5.- Enzyme immunoassay by competition for the detection of IL-1α and IL-1β in cell culture supernatants and in biological fluids, characterized in that a monoclonal antibody anti-IL-1α or anti IL-1β suitable, used as first antibody, and IgG carried by an appropriate support used as second antibody, are brought into contact with conjugates of IL-1-AChE, which play the role of tracers, and interleukin -1α or -1β, after which the AChE activity is revealed by any appropriate means.

6.- Highly specific and sensitive enzymo-immunometric test for the detection of IL-1α and IL- 1β in cell culture supernatants and biological fluids, characterized in that monoclonal anti-IL-1α and / or anti-IL-1β antibodies carried by an appropriate support are brought into contact with IL-1α or - 1β and with Acm-AChE conjugate, after which the AChE activity is revealed by any appropriate means.

7.- Test according to claim 6, characterized in that the IL-1α or -1β is added to the antibody simultaneously with the conjugate Acm-AChE and the two monoclonal antibodies react simultaneously with the IL-1α or -1β .
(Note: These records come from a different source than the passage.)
//! Point-in-time reader: the no-look-ahead gate.
//!
//! Every accessor takes an `asof` timestamp and never returns data dated
//! after it. Requests that ask for the future are rejected as
//! `InvalidRequest`; if the store nevertheless yields a future bar the reader
//! reports a `DatasetViolation`, which callers treat as fatal.

use std::sync::Arc;

use chrono::{DateTime, Utc};

use super::bars::BarsStore;
use super::error::DataError;
use super::fx::{FxSource, FxTable};
use super::symbols::SymbolMaster;
use crate::domain::{Bar, FxRate, SymbolId, SymbolRecord};

/// Cheap to clone; the stores are shared read-only.
#[derive(Debug, Clone)]
pub struct PitDataReader {
    bars: Arc<BarsStore>,
    fx: Arc<FxTable>,
    symbols: Arc<SymbolMaster>,
}

impl PitDataReader {
    pub fn new(bars: Arc<BarsStore>, fx: Arc<FxTable>, symbols: Arc<SymbolMaster>) -> Self {
        Self { bars, fx, symbols }
    }

    /// Bars of `symbol_id` in `[start, end]` as seen at `asof`.
    ///
    /// `end` defaults to `asof`; an `end` after `asof` is rejected.
    pub fn get_bars(
        &self,
        symbol_id: SymbolId,
        start: Option<DateTime<Utc>>,
        end: Option<DateTime<Utc>>,
        asof: DateTime<Utc>,
    ) -> Result<&[Bar], DataError> {
        if let Some(end) = end {
            if end > asof {
                return Err(DataError::InvalidRequest(format!(
                    "requested end {end} exceeds asof {asof}"
                )));
            }
        }
        let end = end.unwrap_or(asof);
        let bars = self.bars.get_between(symbol_id, start, Some(end));
        if let Some(bar) = bars.iter().find(|b| b.ts > asof) {
            return Err(DataError::DatasetViolation {
                bar_ts: bar.ts,
                asof,
            });
        }
        Ok(bars)
    }

    /// Symbols active at `asof`, ordered by id. Empty universe is not found.
    pub fn get_symbols(&self, asof: DateTime<Utc>) -> Result<Vec<&SymbolRecord>, DataError> {
        let active = self.symbols.active_at(asof);
        if active.is_empty() {
            return Err(DataError::NotFound(format!("no active symbols at {asof}")));
        }
        Ok(active)
    }

    pub fn get_symbol(&self, symbol_id: SymbolId, asof: DateTime<Utc>) -> Result<&SymbolRecord, DataError> {
        self.symbols.get(symbol_id, asof)
    }

    pub fn resolve_ticker(&self, ticker: &str, asof: DateTime<Utc>) -> Result<SymbolId, DataError> {
        self.symbols.resolve_ticker(ticker, asof)
    }

    pub fn get_fx(&self, base: &str, quote: &str, asof: DateTime<Utc>) -> Result<FxRate, DataError> {
        self.fx.rate_asof(base, quote, asof)
    }

    /// Raw store access for the driver's event seeding. Strategies never get this.
    pub(crate) fn bars_store(&self) -> &BarsStore {
        &self.bars
    }

    pub(crate) fn fx_table(&self) -> &FxTable {
        &self.fx
    }

    pub(crate) fn symbol_master(&self) -> &SymbolMaster {
        &self.symbols
    }
}

impl FxSource for PitDataReader {
    fn rate_asof(&self, base: &str, quote: &str, asof: DateTime<Utc>) -> Result<FxRate, DataError> {
        self.get_fx(base, quote, asof)
    }
}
8.- Test according to claim 6, characterized in that the IL-1α or -1β is first introduced and reacts with the antibody fixed on the support, then the Acm-AChE conjugate is then introduced and the AChe activity is revealed by any appropriate means.

9. Kit for carrying out immunoenzymatic tests by competition according to claim 5, characterized in that it comprises:

. a series of microtiter plates coated with an antibody constituted by anti-mouse rabbit IgG;

. appropriate amounts or doses of an AChE revealing substrate;

. appropriate amounts or doses of IL-1α and / or IL-1β.

10.- Kit for carrying out immunometric tests according to any one of claims 6 to 8, characterized in that it comprises:

. appropriate amounts or doses of an AChE revealing substrate;

. appropriate amounts or doses of IL-1α and / or IL-1β.

11.- Agents for therapeutic purposes characterized in that they consist of, or include as active constituents, anti-IL-1α monoclonal antibodies and / or anti-IL-1β antibodies and / or their fragments, alone or conjugated or hybrid or associated with other substances.

12.- Diagnostic agents capable of being used for in vivo diagnosis, characterized in that they comprise anti-IL-1α antibodies and / or anti-IL-1β antibodies or their fragments, associated with an antigen and / or a hapten and / or another antibody or antibody fragment, and / or labeled with stable or radioactive labels.

13.- Hybridomas used for the preparation of anti-IL-1α and anti-IL-1β monoclonal antibodies according to any one of claims 1 and 2, deposited with the NATIONAL COLLECTION OF MICROORGANISM CULTURES (CNCM) held by INSTITUT PASTEUR, dated December 8, 1988 and identified in this Collection under N ° 1-823, 1-824, 1-825, 1-826, 1-827, 1-828, I- 829.